### ACTIVITY
Transcribe, verbatim, every line from the start of the entries through the line that contains "naming the actual"; include both boundary lines and omit all others.

[Stored data]
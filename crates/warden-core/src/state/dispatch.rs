//! Semantic state-transition helpers used by the orchestrator.
//!
//! Each helper validates the transition against [`super::TaskStateMachine`]
//! and surfaces an optimistic-lock failure as an error naming the actual
//! status found in the store.

use anyhow::{Context, Result, bail};
use chrono::Utc;
use serde_json::Value;
use sqlx::SqlitePool;

use warden_db::models::{TaskStatus, WorkflowStatus};
use warden_db::queries::tasks as task_db;
use warden_db::queries::workflows as workflow_db;

use super::TaskStateMachine;

/// Begin a task attempt: `pending`/`retrying` -> `running`, incrementing
/// the attempt counter.
pub async fn begin_attempt(pool: &SqlitePool, workflow_id: &str, task_id: &str) -> Result<i64> {
    let task = task_db::get_task(pool, workflow_id, task_id)
        .await?
        .with_context(|| format!("task {workflow_id}/{task_id} not found"))?;

    if !TaskStateMachine::is_valid_transition(task.status, TaskStatus::Running) {
        bail!(
            "invalid state transition: {} -> running for task {}/{}",
            task.status,
            workflow_id,
            task_id
        );
    }

    let rows = task_db::begin_attempt(pool, workflow_id, task_id, task.status, Utc::now()).await?;
    if rows == 0 {
        bail!(
            "optimistic lock failed beginning attempt for task {}/{}",
            workflow_id,
            task_id
        );
    }

    Ok(task.attempt + 1)
}

/// Complete a task: `running -> completed` with result and metadata.
pub async fn complete_task(
    pool: &SqlitePool,
    workflow_id: &str,
    task_id: &str,
    result: &Value,
    metadata: &Value,
) -> Result<()> {
    let rows =
        task_db::complete_task(pool, workflow_id, task_id, result, metadata, Utc::now()).await?;
    if rows == 0 {
        fail_with_actual_status(pool, workflow_id, task_id, TaskStatus::Completed).await?;
    }
    Ok(())
}

/// Terminally fail a task: `running -> failed` (or `running -> timeout`
/// when `timed_out` is set).
pub async fn fail_task(
    pool: &SqlitePool,
    workflow_id: &str,
    task_id: &str,
    error: &str,
    metadata: &Value,
    timed_out: bool,
) -> Result<()> {
    let to = if timed_out {
        TaskStatus::Timeout
    } else {
        TaskStatus::Failed
    };
    let rows = task_db::fail_task(
        pool,
        workflow_id,
        task_id,
        to,
        error,
        metadata,
        timed_out,
        Utc::now(),
    )
    .await?;
    if rows == 0 {
        fail_with_actual_status(pool, workflow_id, task_id, to).await?;
    }
    Ok(())
}

/// Record a failed attempt with retry budget left: `running -> retrying`.
pub async fn mark_retrying(
    pool: &SqlitePool,
    workflow_id: &str,
    task_id: &str,
    error: &str,
    timed_out: bool,
) -> Result<()> {
    let rows =
        task_db::mark_retrying(pool, workflow_id, task_id, error, timed_out, Utc::now()).await?;
    if rows == 0 {
        fail_with_actual_status(pool, workflow_id, task_id, TaskStatus::Retrying).await?;
    }
    Ok(())
}

/// Crash recovery: put a task found `running` back into `retrying` so the
/// next `begin_attempt` re-enters with the same attempt number.
pub async fn reset_orphaned_task(
    pool: &SqlitePool,
    workflow_id: &str,
    task_id: &str,
) -> Result<bool> {
    let rows =
        task_db::reset_running_to_retrying(pool, workflow_id, task_id, Utc::now()).await?;
    Ok(rows > 0)
}

/// Mark the workflow running (from `pending`, `running`, or `failed` when
/// resuming after a crash).
pub async fn mark_workflow_running(pool: &SqlitePool, workflow_id: &str) -> Result<()> {
    let now = Utc::now();
    let rows = workflow_db::transition_workflow_status(
        pool,
        workflow_id,
        &[
            WorkflowStatus::Pending,
            WorkflowStatus::Running,
            WorkflowStatus::Failed,
            WorkflowStatus::Paused,
        ],
        WorkflowStatus::Running,
        Some(now),
        None,
        now,
    )
    .await?;
    if rows == 0 {
        bail!("workflow {workflow_id} cannot transition to running");
    }
    Ok(())
}

/// Mark the workflow completed.
pub async fn mark_workflow_completed(pool: &SqlitePool, workflow_id: &str) -> Result<()> {
    let now = Utc::now();
    let rows = workflow_db::transition_workflow_status(
        pool,
        workflow_id,
        &[WorkflowStatus::Running],
        WorkflowStatus::Completed,
        None,
        Some(now),
        now,
    )
    .await?;
    if rows == 0 {
        bail!("workflow {workflow_id} cannot transition to completed");
    }
    Ok(())
}

/// Mark the workflow failed.
pub async fn mark_workflow_failed(pool: &SqlitePool, workflow_id: &str) -> Result<()> {
    let now = Utc::now();
    let rows = workflow_db::transition_workflow_status(
        pool,
        workflow_id,
        &[WorkflowStatus::Pending, WorkflowStatus::Running],
        WorkflowStatus::Failed,
        None,
        Some(now),
        now,
    )
    .await?;
    if rows == 0 {
        bail!("workflow {workflow_id} cannot transition to failed");
    }
    Ok(())
}

/// Produce a descriptive error after a zero-row optimistic update.
async fn fail_with_actual_status(
    pool: &SqlitePool,
    workflow_id: &str,
    task_id: &str,
    wanted: TaskStatus,
) -> Result<()> {
    let task = task_db::get_task(pool, workflow_id, task_id).await?;
    match task {
        None => bail!("task {workflow_id}/{task_id} not found"),
        Some(t) => bail!(
            "optimistic lock failed: task {}/{} has status {}, cannot move to {}",
            workflow_id,
            task_id,
            t.status,
            wanted
        ),
    }
}

#[cfg(test)]
mod tests {
    use super::*;

    #[test]
    fn transition_graph_edges() {
        use TaskStatus::*;
        let valid = [
            (Pending, Running),
            (Retrying, Running),
            (Running, Completed),
            (Running, Failed),
            (Running, Timeout),
            (Running, Retrying),
        ];
        for (from, to) in valid {
            assert!(
                TaskStateMachine::is_valid_transition(from, to),
                "{from} -> {to} should be valid"
            );
        }

        let invalid = [
            (Pending, Completed),
            (Completed, Running),
            (Failed, Running),
            (Timeout, Running),
            (Retrying, Failed),
            (Pending, Retrying),
        ];
        for (from, to) in invalid {
            assert!(
                !TaskStateMachine::is_valid_transition(from, to),
                "{from} -> {to} should be invalid"
            );
        }
    }
}
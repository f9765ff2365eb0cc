//! Pre-execution feasibility check.
//!
//! Answers "can this task run right now": the tool must be registered,
//! available, permitted, and within the task's risk budget; hard
//! constraints over the current world state must hold; the spec's
//! permission records and required inputs must be structurally sound.
//! Soft constraint violations lower the confidence score without
//! blocking.

use std::collections::BTreeMap;
use std::fmt;
use std::sync::Arc;

use serde::{Deserialize, Serialize};

use crate::spec::{RiskTier, TaskKind, TaskSpec};
use crate::world::StateSnapshot;

// ---------------------------------------------------------------------------
// Tool registry
// ---------------------------------------------------------------------------

/// A tool known to the host.
#[derive(Debug, Clone, PartialEq, Eq, Serialize, Deserialize)]
pub struct ToolDescriptor {
    pub name: String,
    pub available: bool,
    /// Highest risk tier this tool is rated for.
    pub risk_level: RiskTier,
}

/// Registry of tools the executor can invoke.
#[derive(Debug, Clone, Default)]
pub struct ToolRegistry {
    tools: BTreeMap<String, ToolDescriptor>,
}

impl ToolRegistry {
    pub fn new() -> Self {
        Self::default()
    }

    pub fn register(&mut self, tool: ToolDescriptor) {
        self.tools.insert(tool.name.clone(), tool);
    }

    pub fn with_tool(mut self, tool: ToolDescriptor) -> Self {
        self.register(tool);
        self
    }

    pub fn get(&self, name: &str) -> Option<&ToolDescriptor> {
        self.tools.get(name)
    }
}

// ---------------------------------------------------------------------------
// Constraints
// ---------------------------------------------------------------------------

/// Whether a violated constraint blocks execution or only lowers
/// confidence.
#[derive(Debug, Clone, Copy, PartialEq, Eq, Serialize, Deserialize)]
#[serde(rename_all = "snake_case")]
pub enum ConstraintSeverity {
    Hard,
    Soft,
}

/// A predicate over the current world state.
#[derive(Clone)]
pub struct Constraint {
    pub name: String,
    pub severity: ConstraintSeverity,
    /// Returns a violation message, or `None` when satisfied.
    pub check: Arc<dyn Fn(&StateSnapshot) -> Option<String> + Send + Sync>,
}

impl Constraint {
    pub fn hard(
        name: impl Into<String>,
        check: impl Fn(&StateSnapshot) -> Option<String> + Send + Sync + 'static,
    ) -> Self {
        Self {
            name: name.into(),
            severity: ConstraintSeverity::Hard,
            check: Arc::new(check),
        }
    }

    pub fn soft(
        name: impl Into<String>,
        check: impl Fn(&StateSnapshot) -> Option<String> + Send + Sync + 'static,
    ) -> Self {
        Self {
            name: name.into(),
            severity: ConstraintSeverity::Soft,
            check: Arc::new(check),
        }
    }
}

impl fmt::Debug for Constraint {
    fn fmt(&self, f: &mut fmt::Formatter<'_>) -> fmt::Result {
        f.debug_struct("Constraint")
            .field("name", &self.name)
            .field("severity", &self.severity)
            .finish_non_exhaustive()
    }
}

/// A recorded constraint violation.
#[derive(Debug, Clone, PartialEq, Eq, Serialize, Deserialize)]
pub struct ConstraintViolation {
    pub constraint: String,
    pub severity: ConstraintSeverity,
    pub message: String,
}

// ---------------------------------------------------------------------------
// Checker
// ---------------------------------------------------------------------------

/// Per-soft-violation confidence penalty.
const SOFT_VIOLATION_PENALTY: f64 = 0.15;

/// The feasibility verdict for one task.
#[derive(Debug, Clone, Serialize, Deserialize)]
pub struct FeasibilityReport {
    pub feasible: bool,
    /// Blocking reasons; empty iff feasible.
    pub reasons: Vec<String>,
    pub confidence_score: f64,
    pub tool_capability_ok: bool,
    pub constraint_violations: Vec<ConstraintViolation>,
}

/// Pre-execution feasibility checker.
#[derive(Debug, Default)]
pub struct FeasibilityChecker {
    registry: ToolRegistry,
    constraints: Vec<Constraint>,
}

impl FeasibilityChecker {
    pub fn new(registry: ToolRegistry) -> Self {
        Self {
            registry,
            constraints: Vec::new(),
        }
    }

    pub fn with_constraint(mut self, constraint: Constraint) -> Self {
        self.constraints.push(constraint);
        self
    }

    /// Check whether a task can run against the given world state.
    pub fn check(&self, task: &TaskSpec, world: &StateSnapshot) -> FeasibilityReport {
        let mut reasons = Vec::new();
        let mut confidence: f64 = 1.0;

        // 1. Tool registry check.
        let tool_capability_ok = self.check_tool(task, &mut reasons);

        // 2. Constraint engine over the current world state.
        let mut constraint_violations = Vec::new();
        for constraint in &self.constraints {
            if let Some(message) = (constraint.check)(world) {
                match constraint.severity {
                    ConstraintSeverity::Hard => {
                        reasons.push(format!(
                            "hard constraint {:?} violated: {message}",
                            constraint.name
                        ));
                    }
                    ConstraintSeverity::Soft => {
                        confidence -= SOFT_VIOLATION_PENALTY;
                    }
                }
                constraint_violations.push(ConstraintViolation {
                    constraint: constraint.name.clone(),
                    severity: constraint.severity,
                    message,
                });
            }
        }

        // 3. Permission records must be structurally valid.
        for requirement in &task.required_permissions {
            if !requirement.is_well_formed() {
                reasons.push(format!(
                    "malformed permission requirement {:?}:{:?}",
                    requirement.action, requirement.resource
                ));
            }
        }

        // 4. Required inputs must be present and non-null.
        if let Some(key) = task.idempotency_key.as_deref() {
            if key.trim().is_empty() {
                reasons.push("idempotency key is empty".into());
            }
        }
        if let Some(action) = &task.compensation_action {
            if action.tool.trim().is_empty() {
                reasons.push("compensation action has no tool".into());
            }
            if action.args.is_null() {
                reasons.push("compensation action args are null".into());
            }
        }

        FeasibilityReport {
            feasible: reasons.is_empty(),
            reasons,
            confidence_score: confidence.clamp(0.0, 1.0),
            tool_capability_ok,
            constraint_violations,
        }
    }

    fn check_tool(&self, task: &TaskSpec, reasons: &mut Vec<String>) -> bool {
        let Some(tool_name) = task.tool_name.as_deref() else {
            if task.kind == TaskKind::Action {
                reasons.push("action task declares no tool".into());
                return false;
            }
            return true;
        };

        let Some(tool) = self.registry.get(tool_name) else {
            reasons.push(format!("tool {tool_name:?} is not registered"));
            return false;
        };

        let mut ok = true;
        if !tool.available {
            reasons.push(format!("tool {tool_name:?} is unavailable"));
            ok = false;
        }
        if !task.allowed_tools.is_empty() && !task.allowed_tools.iter().any(|t| t == tool_name) {
            reasons.push(format!("tool {tool_name:?} is not in the task's allowed tools"));
            ok = false;
        }
        if tool.risk_level > task.risk_tier {
            reasons.push(format!(
                "tool {tool_name:?} risk level {} exceeds task risk tier {}",
                tool.risk_level, task.risk_tier
            ));
            ok = false;
        }
        ok
    }
}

### ANSWER BOX
filename crates/warden-core/src/state/dispatch.rs
//! Semantic state-transition helpers used by the orchestrator.
//!
//! Each helper validates the transition against [`super::TaskStateMachine`]
//! and surfaces an optimistic-lock failure as an error naming the actual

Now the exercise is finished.